For teenagers — a game changer. For parents — a game changer. About 40% of youth say they are working now and could not have had a job without this service.

  • Access improvement impacts are productivity changes from expanded public transit service and reduced traffic congestion. Translation: businesses enjoy increased employee productivity and  access to a broader, more diverse, and higher-skilled labor market. Again, microtransit excels in this regard, as most microtransit services allow travel between thousands of virtual bus stops within a zone, meaning the number of jobs someone can access is significant when compared to a linear, fixed-route bus or train. 

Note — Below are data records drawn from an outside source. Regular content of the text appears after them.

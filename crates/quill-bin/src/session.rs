//! Command loop: reads lines, dispatches to the workspace, writes one reply
//! line per command. Errors become `error: ...` replies and never end the loop.

use std::io::{BufRead, Write};

use anyhow::Result;
use core_state::{EngineError, Workspace};
use tracing::{debug, info};

use crate::command::{CommandParser, ParsedCommand, encode_escapes};

pub const HELP: &str = "commands: new <name> [text] | get <name> | set <name> <text> | \
insert <name> <offset> <text> | delete <name> <start> <end> | undo <name> | redo <name> | \
search <name> <pattern> | complete <prefix> | spell <text> | list | remove <name> | quit";

pub enum Step {
    Reply(String),
    Quit,
}

pub fn execute(ws: &Workspace, command: ParsedCommand) -> Step {
    let reply = match command {
        ParsedCommand::Quit => return Step::Quit,
        ParsedCommand::Empty => return Step::Reply(String::new()),
        ParsedCommand::Help => Ok(HELP.to_string()),
        ParsedCommand::List => Ok(ws.names().join(" ")),
        ParsedCommand::New { name, text } => ws
            .create_document(&name, &text)
            .map(|_| format!("created {name}")),
        ParsedCommand::Get(name) => ws.get_text(&name).map(|t| encode_escapes(&t)),
        ParsedCommand::Set { name, text } => ws.apply_edit(&name, &text).map(|changed| {
            if changed { "ok".to_string() } else { "unchanged".to_string() }
        }),
        ParsedCommand::Insert { name, offset, text } => ws
            .insert(&name, offset, &text)
            .map(|t| encode_escapes(&t)),
        ParsedCommand::Delete { name, start, end } => ws
            .delete(&name, start, end)
            .map(|t| encode_escapes(&t)),
        ParsedCommand::Undo(name) => ws.undo(&name).map(|t| encode_escapes(&t)),
        ParsedCommand::Redo(name) => ws.redo(&name).map(|t| encode_escapes(&t)),
        ParsedCommand::Search { name, pattern } => {
            ws.search_document(&name, &pattern).map(|hits| join_offsets(&hits))
        }
        ParsedCommand::Complete(prefix) => Ok(ws.autocomplete(&prefix).join(" ")),
        ParsedCommand::Spell(text) => Ok(ws.check_spelling(&text).join(" ")),
        ParsedCommand::Remove(name) => ws.remove(&name).map(|_| format!("removed {name}")),
        ParsedCommand::Invalid(hint) => Ok(format!("error: {hint}")),
        ParsedCommand::Unknown(verb) => Ok(format!("error: unknown command `{verb}`")),
    };
    Step::Reply(reply.unwrap_or_else(|e: EngineError| format!("error: {e}")))
}

fn join_offsets(hits: &[usize]) -> String {
    hits.iter()
        .map(usize::to_string)
        .collect::<Vec<_>>()
        .join(" ")
}

/// Run until `quit` or end of input. Returns the number of commands handled.
pub fn run<R: BufRead, W: Write>(ws: &Workspace, input: R, mut output: W) -> Result<usize> {
    let mut handled = 0usize;
    for line in input.lines() {
        let command = CommandParser::parse(&line?);
        if command == ParsedCommand::Empty {
            continue;
        }
        handled += 1;
        debug!(target: "runtime.session", verb = command.verb(), "dispatch");
        match execute(ws, command) {
            Step::Reply(reply) => {
                writeln!(output, "{reply}")?;
                output.flush()?;
            }
            Step::Quit => break,
        }
    }
    info!(target: "runtime.session", handled, "session_end");
    Ok(handled)
}
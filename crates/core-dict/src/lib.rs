//! Shared suggestion vocabulary: autocomplete and spell checking.
//!
//! One `SuggestionIndex` is shared by every document (`Arc<SuggestionIndex>`).
//! Edits learn words under the write lock; autocomplete and spell checks take
//! the read lock, so lookups from many callers proceed concurrently. The
//! vocabulary only grows.

use std::collections::HashSet;

use core_text::segment::{learnable_words, spell_tokens};
use parking_lot::RwLock;
use tracing::{debug, trace};

pub mod trie;
pub use trie::{PrefixWords, Trie};

/// Default cap on autocomplete results.
pub const DEFAULT_MAX_SUGGESTIONS: usize = 10;
/// Default minimum length (chars) for learned and spell-checked words.
pub const DEFAULT_MIN_WORD_LEN: usize = 3;

#[derive(Debug, Clone, Copy, PartialEq, Eq)]
pub struct IndexOptions {
    /// Autocomplete truncation; not a ranking.
    pub max_suggestions: usize,
    /// Words shorter than this are not learned from edited text.
    pub min_learn_len: usize,
    /// Alphabetic runs shorter than this are not spell checked.
    pub min_spell_len: usize,
}

impl Default for IndexOptions {
    fn default() -> Self {
        Self {
            max_suggestions: DEFAULT_MAX_SUGGESTIONS,
            min_learn_len: DEFAULT_MIN_WORD_LEN,
            min_spell_len: DEFAULT_MIN_WORD_LEN,
        }
    }
}

#[derive(Debug, Default)]
pub struct SuggestionIndex {
    trie: RwLock<Trie>,
    options: IndexOptions,
}

impl SuggestionIndex {
    pub fn new(options: IndexOptions) -> Self {
        Self {
            trie: RwLock::new(Trie::new()),
            options,
        }
    }

    /// Build an index pre-seeded with `words`.
    pub fn with_words<I, S>(options: IndexOptions, words: I) -> Self
    where
        I: IntoIterator<Item = S>,
        S: AsRef<str>,
    {
        let index = Self::new(options);
        index.learn_words(words);
        index
    }

    pub fn options(&self) -> IndexOptions {
        self.options
    }

    pub fn len(&self) -> usize {
        self.trie.read().len()
    }

    pub fn is_empty(&self) -> bool {
        self.trie.read().is_empty()
    }

    /// Add one word. Returns `true` if it was new.
    pub fn learn(&self, word: &str) -> bool {
        self.trie.write().insert(word)
    }

    /// Add many words under a single write lock. Returns how many were new.
    pub fn learn_words<I, S>(&self, words: I) -> usize
    where
        I: IntoIterator<Item = S>,
        S: AsRef<str>,
    {
        let mut trie = self.trie.write();
        let added = words
            .into_iter()
            .filter(|w| trie.insert(w.as_ref()))
            .count();
        if added > 0 {
            debug!(target: "dict", added, vocabulary = trie.len(), "learn_words");
        }
        added
    }

    /// Learn every whitespace/punctuation delimited word of `text` that is at
    /// least `min_learn_len` chars long.
    pub fn learn_text(&self, text: &str) -> usize {
        self.learn_words(learnable_words(text, self.options.min_learn_len))
    }

    /// Up to `max_suggestions` known words beginning with `prefix`.
    pub fn autocomplete(&self, prefix: &str) -> Vec<String> {
        let found = self
            .trie
            .read()
            .find_prefix(prefix, self.options.max_suggestions);
        trace!(
            target: "dict",
            prefix_len = prefix.chars().count(),
            results = found.len(),
            "autocomplete"
        );
        found
    }

    /// Case-insensitive membership.
    pub fn contains(&self, word: &str) -> bool {
        self.trie.read().contains(word)
    }

    /// Distinct out-of-vocabulary words in `text`, in order of first
    /// appearance. Spelling of the first occurrence is kept; later
    /// occurrences differing only in case are collapsed into it.
    pub fn check_spelling(&self, text: &str) -> Vec<String> {
        let trie = self.trie.read();
        let mut seen = HashSet::new();
        let mut unknown = Vec::new();
        for token in spell_tokens(text, self.options.min_spell_len) {
            let lowered = token.to_lowercase();
            if !trie.contains(&lowered) && seen.insert(lowered) {
                unknown.push(token.to_string());
            }
        }
        trace!(target: "dict", unknown = unknown.len(), "check_spelling");
        unknown
    }
}

#[cfg(test)]
mod tests {
    use super::*;

    fn index_of(words: &[&str]) -> SuggestionIndex {
        SuggestionIndex::with_words(IndexOptions::default(), words.iter().copied())
    }

    #[test]
    fn spelling_reports_unknown_with_original_case() {
        let index = index_of(&["the", "editor", "great"]);
        assert_eq!(index.check_spelling("The edittor is great"), vec!["edittor"]);
    }

    #[test]
    fn spelling_collapses_duplicates() {
        let index = index_of(&["known"]);
        assert_eq!(
            index.check_spelling("Foo bar foo BAR known Known baz"),
            vec!["Foo", "bar", "baz"]
        );
    }

    #[test]
    fn spelling_ignores_short_runs() {
        let index = index_of(&[]);
        assert!(index.check_spelling("a an is of to").is_empty());
    }

    #[test]
    fn learn_text_applies_minimum_length() {
        let index = SuggestionIndex::new(IndexOptions::default());
        let added = index.learn_text("An ox ate the Apples; the apples were red.");
        // ate, the, apples, were, red
        assert_eq!(added, 5);
        assert!(index.contains("apples"));
        assert!(!index.contains("ox"));
    }

    #[test]
    fn autocomplete_honours_cap() {
        let options = IndexOptions {
            max_suggestions: 2,
            ..IndexOptions::default()
        };
        let index = SuggestionIndex::with_words(options, ["cat", "car", "cart", "care"]);
        let hits = index.autocomplete("CA");
        assert_eq!(hits, vec!["car", "care"]);
    }

    #[test]
    fn learning_is_visible_to_spell_check() {
        let index = index_of(&[]);
        assert_eq!(index.check_spelling("quill"), vec!["quill"]);
        index.learn("Quill");
        assert!(index.check_spelling("QUILL").is_empty());
    }
}
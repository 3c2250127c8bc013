//! Document state: text buffer, undo history, and vocabulary learning.
//!
//! A `Document` composes one `core_text::Buffer` with one `UndoEngine` and a
//! handle to the process-wide `SuggestionIndex`. Every committed edit follows
//! the same pipeline:
//! 1. capture the current text,
//! 2. apply the edit to the buffer (validated first, so failures leave both
//!    buffer and history untouched),
//! 3. push the captured text onto the undo stack (clearing redo),
//! 4. learn words that appear in the new text but not the old.
//!
//! Edits that leave the text unchanged skip the pipeline entirely, so they
//! never disturb undo/redo depth.
//!
//! Undo/redo restore whole snapshots and rebuild the buffer only when the
//! restored text differs from the current one.
//!
//! Concurrency: `Document` itself is `&mut self` for mutation; shared use goes
//! through [`registry::Workspace`], which wraps each document in its own mutex.

use std::sync::Arc;

use core_dict::SuggestionIndex;
use core_text::segment::new_words;
use core_text::{Buffer, TextError};
use thiserror::Error;
use tracing::debug;

pub mod registry;
pub mod undo;

pub use registry::{DocumentHandle, Workspace};
pub use undo::{UNDO_HISTORY_MAX, UndoEngine};

/// Errors surfaced to the collaborator layer.
#[derive(Debug, Clone, PartialEq, Eq, Error)]
pub enum EngineError {
    #[error("document `{0}` not found")]
    NotFound(String),
    #[error("document `{0}` already exists")]
    AlreadyExists(String),
    #[error(transparent)]
    Text(#[from] TextError),
}

pub type Result<T> = std::result::Result<T, EngineError>;

#[derive(Debug)]
pub struct Document {
    name: String,
    buffer: Buffer,
    history: UndoEngine,
    vocabulary: Arc<SuggestionIndex>,
}

impl Document {
    /// New document with the default history depth. Words in `initial_text`
    /// are learned immediately.
    pub fn new(
        name: impl Into<String>,
        initial_text: &str,
        vocabulary: Arc<SuggestionIndex>,
    ) -> Self {
        Self::with_history(name, initial_text, vocabulary, UndoEngine::new())
    }

    pub fn with_history(
        name: impl Into<String>,
        initial_text: &str,
        vocabulary: Arc<SuggestionIndex>,
        history: UndoEngine,
    ) -> Self {
        vocabulary.learn_text(initial_text);
        Self {
            name: name.into(),
            buffer: Buffer::new(initial_text),
            history,
            vocabulary,
        }
    }

    pub fn name(&self) -> &str {
        &self.name
    }

    pub fn text(&self) -> String {
        self.buffer.to_text()
    }

    pub fn len_chars(&self) -> usize {
        self.buffer.len_chars()
    }

    pub fn buffer(&self) -> &Buffer {
        &self.buffer
    }

    pub fn history(&self) -> &UndoEngine {
        &self.history
    }

    pub fn vocabulary(&self) -> &Arc<SuggestionIndex> {
        &self.vocabulary
    }

    /// Replace the whole text. Returns `Ok(false)` without touching history
    /// when `new_text` equals the current text.
    ///
    /// Only the span between the common prefix and common suffix is spliced,
    /// so unchanged regions of the tree are left as they are.
    pub fn apply_edit(&mut self, new_text: &str) -> Result<bool> {
        let current = self.buffer.to_text();
        if current == new_text {
            debug!(target: "state.document", doc = self.name.as_str(), "apply_edit_unchanged");
            return Ok(false);
        }
        let (start, end, replacement) = changed_span(&current, new_text);
        self.buffer.replace_range(start, end, &replacement)?;
        self.commit(&current, new_text, "apply_edit");
        Ok(true)
    }

    /// Insert `fragment` at char `offset`; returns the new text.
    pub fn insert(&mut self, offset: usize, fragment: &str) -> Result<String> {
        let current = self.buffer.to_text();
        let updated = self.buffer.insert(offset, fragment)?;
        if updated != current {
            self.commit(&current, &updated, "insert");
        }
        Ok(updated)
    }

    /// Delete chars `[start, end)`; returns the new text.
    pub fn delete(&mut self, start: usize, end: usize) -> Result<String> {
        let current = self.buffer.to_text();
        let updated = self.buffer.delete(start, end)?;
        if updated != current {
            self.commit(&current, &updated, "delete");
        }
        Ok(updated)
    }

    /// Restore the previous snapshot. Returns the (possibly unchanged) text.
    pub fn undo(&mut self) -> String {
        let current = self.buffer.to_text();
        let restored = self.history.undo(&current);
        self.restore(&current, restored, "undo")
    }

    /// Re-apply the last undone snapshot. Returns the (possibly unchanged) text.
    pub fn redo(&mut self) -> String {
        let current = self.buffer.to_text();
        let restored = self.history.redo(&current);
        self.restore(&current, restored, "redo")
    }

    /// Char offsets of `pattern` in the current text.
    pub fn search(&self, pattern: &str) -> Vec<usize> {
        core_search::search(&self.buffer.to_text(), pattern)
    }

    fn commit(&mut self, before: &str, after: &str, op: &'static str) {
        self.history.save_state(before);
        let words = new_words(before, after, self.vocabulary.options().min_learn_len);
        let learned = self.vocabulary.learn_words(&words);
        debug!(
            target: "state.document",
            doc = self.name.as_str(),
            op,
            len_chars = self.buffer.len_chars(),
            undo_depth = self.history.undo_depth(),
            learned,
            "edit_committed"
        );
    }

    fn restore(&mut self, current: &str, restored: String, op: &'static str) -> String {
        let changed = restored != current;
        if changed {
            self.buffer = Buffer::new(&restored);
        }
        debug!(
            target: "state.document",
            doc = self.name.as_str(),
            op,
            changed,
            undo_depth = self.history.undo_depth(),
            redo_depth = self.history.redo_depth(),
            "history_step"
        );
        restored
    }
}

/// Char range `[start, end)` of `old` that must be replaced by the returned
/// string to produce `new`, skipping the longest common prefix and suffix.
fn changed_span(old: &str, new: &str) -> (usize, usize, String) {
    let old_chars: Vec<char> = old.chars().collect();
    let new_chars: Vec<char> = new.chars().collect();
    let prefix = old_chars
        .iter()
        .zip(&new_chars)
        .take_while(|(a, b)| a == b)
        .count();
    let max_suffix = old_chars.len().min(new_chars.len()) - prefix;
    let suffix = old_chars
        .iter()
        .rev()
        .zip(new_chars.iter().rev())
        .take(max_suffix)
        .take_while(|(a, b)| a == b)
        .count();
    let replacement: String = new_chars[prefix..new_chars.len() - suffix].iter().collect();
    (prefix, old_chars.len() - suffix, replacement)
}
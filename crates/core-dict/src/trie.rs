//! Prefix trie over lowercased words.
//!
//! Children are kept in a `BTreeMap<char, _>` so enumeration is lexicographic
//! and independent of insertion history. A node existing only means some word
//! shares the prefix; `end_of_word` decides membership.

use std::collections::BTreeMap;

#[derive(Debug, Default, Clone)]
pub struct TrieNode {
    children: BTreeMap<char, TrieNode>,
    end_of_word: bool,
}

impl TrieNode {
    pub fn is_word(&self) -> bool {
        self.end_of_word
    }

    pub fn child(&self, ch: char) -> Option<&TrieNode> {
        self.children.get(&ch)
    }
}

#[derive(Debug, Default, Clone)]
pub struct Trie {
    root: TrieNode,
    words: usize,
}

impl Trie {
    pub fn new() -> Self {
        Self::default()
    }

    /// Number of distinct words stored.
    pub fn len(&self) -> usize {
        self.words
    }

    pub fn is_empty(&self) -> bool {
        self.words == 0
    }

    /// Insert `word` (lowercased). Returns `true` if it was not already present.
    /// Empty input is ignored.
    pub fn insert(&mut self, word: &str) -> bool {
        if word.is_empty() {
            return false;
        }
        let mut node = &mut self.root;
        for ch in word.to_lowercase().chars() {
            node = node.children.entry(ch).or_default();
        }
        if node.end_of_word {
            return false;
        }
        node.end_of_word = true;
        self.words += 1;
        true
    }

    /// Case-insensitive exact membership.
    pub fn contains(&self, word: &str) -> bool {
        !word.is_empty()
            && self
                .node_for(&word.to_lowercase())
                .is_some_and(TrieNode::is_word)
    }

    /// Lazily enumerate words starting with `prefix` (case-insensitive),
    /// depth-first, shorter words before their extensions, siblings in
    /// ascending char order.
    pub fn words_with_prefix(&self, prefix: &str) -> PrefixWords<'_> {
        let lowered = prefix.to_lowercase();
        let stack = match self.node_for(&lowered) {
            Some(node) => vec![(node, lowered)],
            None => Vec::new(),
        };
        PrefixWords { stack }
    }

    /// At most `limit` words starting with `prefix`, in [`Self::words_with_prefix`] order.
    pub fn find_prefix(&self, prefix: &str, limit: usize) -> Vec<String> {
        self.words_with_prefix(prefix).take(limit).collect()
    }

    fn node_for(&self, lowered: &str) -> Option<&TrieNode> {
        let mut node = &self.root;
        for ch in lowered.chars() {
            node = node.children.get(&ch)?;
        }
        Some(node)
    }
}

/// Iterator returned by [`Trie::words_with_prefix`].
pub struct PrefixWords<'a> {
    stack: Vec<(&'a TrieNode, String)>,
}

impl Iterator for PrefixWords<'_> {
    type Item = String;

    fn next(&mut self) -> Option<String> {
        while let Some((node, word)) = self.stack.pop() {
            for (ch, child) in node.children.iter().rev() {
                let mut next = String::with_capacity(word.len() + ch.len_utf8());
                next.push_str(&word);
                next.push(*ch);
                self.stack.push((child, next));
            }
            if node.end_of_word {
                return Some(word);
            }
        }
        None
    }
}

    In the United States, even in metropolitan areas, fewer than 25% of low and middle-skill jobs are accessible by public transit in less than 90 minutes. According to West Sacramento Mayor Christopher Cabaldon, however, the city’s on-demand transit network is having a tremendous effect on access to jobs.

    “For seniors, it’s been a game changer. For teenagers — a game changer. For parents — a game changer. About 40% of youth say they are working now and could not have had a job without this service. It’s also cheaper for us. Per ride, it’s dramatically less expensive than the transit system. So a pretty powerful innovation.”
  • Non-monetary impacts measure factors such as environmental benefit. Like any form of public transportation, the environmental impacts are dependent on the exact operating model and context. However, microtransit services typically use smaller, cleaner vehicles with lower carbon emissions per passenger mile than private vehicles, and in some cases, lower than certain bus routes.

    Around the world, these investments in new forms of on-demand shared public transportation are dramatically reducing congestion and the volume of vehicles on the road.

  • Finally, there are several other economic impact benefits related to land development, parking lot construction, and property values. For example, with parking lots in some regions costing more $70,000 per space, first-and-last mile microtransit services can help to reduce real estate construction costs by limiting demand for parking at transit hubs. The Seattle metropolitan area presents one such example where a service launched last year by King County Metro and Sound Transit — called Via to Transit — has improved station access, reduced congestion, and is reducing the need to build expensive, wasteful parking lots.

COVID-19 is still with us. Funding is scarce. And public transportation may be in the fight of its life. Transit agencies can help themselves by demonstrating how their ROI reaches far beyond the farebox recovery ratio. Like all forms of transit, microtransit will play a powerful role in helping cash-strapped public transit agencies recover from our global crisis and provide efficient, affordable, and sustainable transportation for decades to come.